Among these entries, how many lines have the string "format" in them? Only the number is needed.

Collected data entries
<<<<

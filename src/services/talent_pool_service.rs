use uuid::Uuid;

use crate::dto::talent_pool_dto::{ArchiveCandidatePayload, FlagTalentPayload};
use crate::error::{Error, Result};
use crate::models::candidate::{Candidate, CandidateChanges, CandidateFilter};
use crate::models::history::{FinalStatus, HistoryRecord, NewHistoryRecord};
use crate::models::stage::project_current_stage;
use crate::services::candidate_service::project_stages;
use crate::services::change_feed::{ChangeAction, ChangeFeed};
use crate::services::notification_service::{NotificationService, KIND_PROPOSAL_RESPONSE};
use crate::store::SharedStore;
use crate::utils::time::{note_stamp, now};

pub const PROPOSAL_DECLINED_NOTE: &str = "Proposta recusada pelo candidato";

#[derive(Debug, Clone, serde::Serialize)]
#[serde(tag = "outcome", rename_all = "snake_case")]
pub enum ProposalOutcome {
    Accepted { history: HistoryRecord },
    Declined { candidate: Candidate },
}

#[derive(Clone)]
pub struct TalentPoolService {
    store: SharedStore,
    notifications: NotificationService,
    feed: ChangeFeed,
}

impl TalentPoolService {
    pub fn new(store: SharedStore, notifications: NotificationService, feed: ChangeFeed) -> Self {
        Self {
            store,
            notifications,
            feed,
        }
    }

    /// Keeps the application active and marks the person for future roles.
    pub async fn flag(&self, candidate_id: Uuid, payload: FlagTalentPayload) -> Result<Candidate> {
        let sector = payload.sector_of_interest.trim().to_string();
        if sector.is_empty() {
            return Err(Error::BadRequest("A sector of interest is required".to_string()));
        }
        let changes = CandidateChanges {
            talent_pool: Some(true),
            sector_of_interest: Some(sector),
            talent_notes: payload.notes.filter(|n| !n.trim().is_empty()),
            ..Default::default()
        };
        self.apply(candidate_id, &changes).await
    }

    pub async fn unflag(&self, candidate_id: Uuid) -> Result<Candidate> {
        let changes = CandidateChanges {
            talent_pool: Some(false),
            ..Default::default()
        };
        self.apply(candidate_id, &changes).await
    }

    pub async fn list(&self, sector: Option<String>) -> Result<Vec<Candidate>> {
        let filter = CandidateFilter {
            talent_pool: Some(true),
            sector: sector.filter(|s| !s.trim().is_empty()),
            ..Default::default()
        };
        let candidates = self.store.list_candidates(&filter).await?;
        project_stages(&self.store, candidates).await
    }

    pub async fn respond_to_proposal(
        &self,
        candidate_id: Uuid,
        accepted: bool,
    ) -> Result<ProposalOutcome> {
        let candidate = self.find(candidate_id).await?;
        if accepted {
            let history = self
                .close(&candidate, FinalStatus::Approved, candidate.talent_notes.clone())
                .await?;
            self.notifications
                .notify(
                    KIND_PROPOSAL_RESPONSE,
                    "Proposta aceita",
                    format!("{} aceitou a proposta", history.full_name),
                    None,
                )
                .await;
            return Ok(ProposalOutcome::Accepted { history });
        }

        let notes = append_note(
            candidate.talent_notes.as_deref(),
            &format!("[{}] {}", note_stamp(now()), PROPOSAL_DECLINED_NOTE),
        );
        let changes = CandidateChanges {
            talent_pool: Some(true),
            talent_notes: Some(notes),
            ..Default::default()
        };
        let updated = self.apply(candidate_id, &changes).await?;
        self.notifications
            .notify(
                KIND_PROPOSAL_RESPONSE,
                "Proposta recusada",
                format!("{} recusou a proposta", updated.full_name),
                Some(candidate_id),
            )
            .await;
        Ok(ProposalOutcome::Declined { candidate: updated })
    }

    /// Closes an application that left the process without a pipeline
    /// decision.
    pub async fn archive(
        &self,
        candidate_id: Uuid,
        payload: ArchiveCandidatePayload,
    ) -> Result<HistoryRecord> {
        let final_status: FinalStatus = payload
            .final_status
            .parse()
            .map_err(Error::BadRequest)?;
        if !matches!(final_status, FinalStatus::Withdrawn | FinalStatus::TalentPool) {
            return Err(Error::BadRequest(format!(
                "Use the pipeline to close an application as {}",
                final_status
            )));
        }
        let candidate = self.find(candidate_id).await?;
        let notes = payload
            .notes
            .filter(|n| !n.trim().is_empty())
            .or_else(|| candidate.talent_notes.clone());
        self.close(&candidate, final_status, notes).await
    }

    async fn close(
        &self,
        candidate: &Candidate,
        final_status: FinalStatus,
        notes: Option<String>,
    ) -> Result<HistoryRecord> {
        let records = self.store.stage_records(candidate.id).await?;
        let stage = project_current_stage(&records).or(candidate.current_stage);
        let score = records.iter().rev().find_map(|r| r.score);
        let draft = NewHistoryRecord::from_candidate(candidate, final_status, stage, score, notes);
        let history = self.store.archive_candidate(candidate.id, draft).await?;
        tracing::info!(candidate_id = %candidate.id, %final_status, "application archived");
        self.feed.publish("candidates", ChangeAction::Delete, candidate.id);
        self.feed
            .publish("candidate_history", ChangeAction::Insert, history.id);
        Ok(history)
    }

    async fn apply(&self, candidate_id: Uuid, changes: &CandidateChanges) -> Result<Candidate> {
        let candidate = self
            .store
            .update_candidate(candidate_id, changes)
            .await?
            .ok_or_else(|| Error::NotFound("Candidate not found".to_string()))?;
        self.feed.publish("candidates", ChangeAction::Update, candidate_id);
        Ok(candidate)
    }

    async fn find(&self, candidate_id: Uuid) -> Result<Candidate> {
        self.store
            .get_candidate(candidate_id)
            .await?
            .ok_or_else(|| Error::NotFound("Candidate not found".to_string()))
    }
}

fn append_note(existing: Option<&str>, line: &str) -> String {
    match existing.map(str::trim_end).filter(|s| !s.is_empty()) {
        Some(prev) => format!("{}\n{}", prev, line),
        None => line.to_string(),
    }
}
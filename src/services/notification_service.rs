use chrono::{DateTime, Utc};
use uuid::Uuid;

use crate::error::{Error, Result};
use crate::models::notification::{NewNotification, Notification};
use crate::services::change_feed::{ChangeAction, ChangeFeed};
use crate::store::SharedStore;

pub const KIND_STAGE_CHANGED: &str = "stage_changed";
pub const KIND_CANDIDATE_REJECTED: &str = "candidate_rejected";
pub const KIND_CANDIDATE_HIRED: &str = "candidate_hired";
pub const KIND_NEW_APPLICATION: &str = "new_application";
pub const KIND_POSSIBLE_DUPLICATE: &str = "possible_duplicate";
pub const KIND_PROPOSAL_RESPONSE: &str = "proposal_response";

const DEFAULT_LIMIT: i64 = 50;

#[derive(Clone)]
pub struct NotificationService {
    store: SharedStore,
    feed: ChangeFeed,
}

impl NotificationService {
    pub fn new(store: SharedStore, feed: ChangeFeed) -> Self {
        Self { store, feed }
    }

    /// Best effort: a failed notification never fails the operation that
    /// raised it.
    pub async fn notify(
        &self,
        kind: &str,
        title: impl Into<String>,
        message: impl Into<String>,
        candidate_id: Option<Uuid>,
    ) -> Option<Notification> {
        let draft = NewNotification {
            kind: kind.to_string(),
            title: title.into(),
            message: message.into(),
            candidate_id,
        };
        match self.store.insert_notification(draft).await {
            Ok(n) => {
                self.feed.publish("notifications", ChangeAction::Insert, n.id);
                Some(n)
            }
            Err(e) => {
                tracing::warn!(error = %e, kind, "failed to record notification");
                None
            }
        }
    }

    pub async fn list(&self, unread_only: bool, limit: Option<i64>) -> Result<Vec<Notification>> {
        let limit = limit.unwrap_or(DEFAULT_LIMIT).clamp(1, 200);
        self.store.list_notifications(unread_only, None, limit).await
    }

    pub async fn poll(&self, since: Option<DateTime<Utc>>) -> Result<Vec<Notification>> {
        self.store
            .list_notifications(false, since, DEFAULT_LIMIT)
            .await
    }

    pub async fn unread_count(&self) -> Result<i64> {
        self.store.count_unread_notifications().await
    }

    pub async fn mark_read(&self, id: Uuid) -> Result<()> {
        if !self.store.mark_notification_read(id).await? {
            return Err(Error::NotFound("Notification not found".to_string()));
        }
        self.feed.publish("notifications", ChangeAction::Update, id);
        Ok(())
    }

    pub async fn mark_all_read(&self) -> Result<u64> {
        self.store.mark_all_notifications_read().await
    }
}
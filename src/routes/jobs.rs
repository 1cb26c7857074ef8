use axum::{
    extract::{Path, Query, State},
    http::StatusCode,
    response::{IntoResponse, Json},
};
use uuid::Uuid;
use validator::Validate;

use crate::{
    dto::job_dto::{
        CreateJobPayload, JobListQuery, JobListResponse, PublicJobQuery, SetJobActivePayload,
        UpdateJobPayload,
    },
    error::{Error, Result},
    models::job::Job,
    AppState,
};

#[utoipa::path(
    post,
    path = "/api/jobs",
    request_body = CreateJobPayload,
    responses(
        (status = 201, description = "Job created successfully", body = Json<Job>),
        (status = 400, description = "Invalid payload")
    )
)]
#[axum::debug_handler]
pub async fn create_job(
    State(state): State<AppState>,
    Json(payload): Json<CreateJobPayload>,
) -> Result<impl IntoResponse> {
    payload.validate()?;
    let job = state.job_service.create(payload).await?;
    Ok((StatusCode::CREATED, Json(job)))
}

#[utoipa::path(
    patch,
    path = "/api/jobs/{id}",
    params(("id" = Uuid, Path, description = "Job ID")),
    request_body = UpdateJobPayload,
    responses(
        (status = 200, description = "Job updated successfully", body = Json<Job>),
        (status = 404, description = "Job not found")
    )
)]
#[axum::debug_handler]
pub async fn update_job(
    State(state): State<AppState>,
    Path(id): Path<Uuid>,
    Json(payload): Json<UpdateJobPayload>,
) -> Result<impl IntoResponse> {
    payload.validate()?;
    let job = state.job_service.update(id, payload).await?;
    Ok(Json(job))
}

#[utoipa::path(
    put,
    path = "/api/jobs/{id}/active",
    params(("id" = Uuid, Path, description = "Job ID")),
    request_body = SetJobActivePayload,
    responses(
        (status = 200, description = "Job opened or closed", body = Json<Job>),
        (status = 404, description = "Job not found")
    )
)]
#[axum::debug_handler]
pub async fn set_job_active(
    State(state): State<AppState>,
    Path(id): Path<Uuid>,
    Json(payload): Json<SetJobActivePayload>,
) -> Result<impl IntoResponse> {
    let job = state.job_service.set_active(id, payload.active).await?;
    Ok(Json(job))
}

#[utoipa::path(
    delete,
    path = "/api/jobs/{id}",
    params(("id" = Uuid, Path, description = "Job ID")),
    responses(
        (status = 204, description = "Job deleted successfully"),
        (status = 404, description = "Job not found")
    )
)]
#[axum::debug_handler]
pub async fn delete_job(
    State(state): State<AppState>,
    Path(id): Path<Uuid>,
) -> Result<impl IntoResponse> {
    state.job_service.delete(id).await?;
    Ok(StatusCode::NO_CONTENT)
}

#[utoipa::path(
    get,
    path = "/api/jobs",
    params(
        ("page" = Option<i64>, Query, description = "Page number"),
        ("per_page" = Option<i64>, Query, description = "Items per page"),
        ("active" = Option<bool>, Query, description = "Filter by open/closed"),
        ("search" = Option<String>, Query, description = "Title or location")
    ),
    responses(
        (status = 200, description = "List of jobs", body = Json<JobListResponse>)
    )
)]
#[axum::debug_handler]
pub async fn list_jobs(
    State(state): State<AppState>,
    Query(query): Query<JobListQuery>,
) -> Result<impl IntoResponse> {
    let result = state.job_service.list(query).await?;
    Ok(Json(JobListResponse::from(result)))
}

#[utoipa::path(
    get,
    path = "/api/jobs/{id}",
    params(("id" = Uuid, Path, description = "Job ID")),
    responses(
        (status = 200, description = "Job found", body = Json<Job>),
        (status = 404, description = "Job not found")
    )
)]
#[axum::debug_handler]
pub async fn get_job(
    State(state): State<AppState>,
    Path(id): Path<Uuid>,
) -> Result<impl IntoResponse> {
    let job = state.job_service.get(id).await?;
    Ok(Json(job))
}

#[utoipa::path(
    get,
    path = "/api/public/jobs",
    params(("limit" = Option<i64>, Query, description = "Number of items to return")),
    responses(
        (status = 200, description = "Open positions", body = Json<Vec<Job>>)
    )
)]
#[axum::debug_handler]
pub async fn list_public_jobs(
    State(state): State<AppState>,
    Query(query): Query<PublicJobQuery>,
) -> Result<impl IntoResponse> {
    let items = state.job_service.list_active(query.limit.unwrap_or(20)).await?;
    Ok(Json(items))
}

#[utoipa::path(
    get,
    path = "/api/public/jobs/{id}",
    params(("id" = Uuid, Path, description = "Job ID")),
    responses(
        (status = 200, description = "Open position", body = Json<Job>),
        (status = 404, description = "Job not found or closed")
    )
)]
#[axum::debug_handler]
pub async fn get_public_job(
    State(state): State<AppState>,
    Path(id): Path<Uuid>,
) -> Result<impl IntoResponse> {
    let job = state.job_service.get(id).await?;
    if !job.active {
        return Err(Error::NotFound("Job not found".into()));
    }
    Ok(Json(job))
}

>>>>

- **Result of the exercise**
5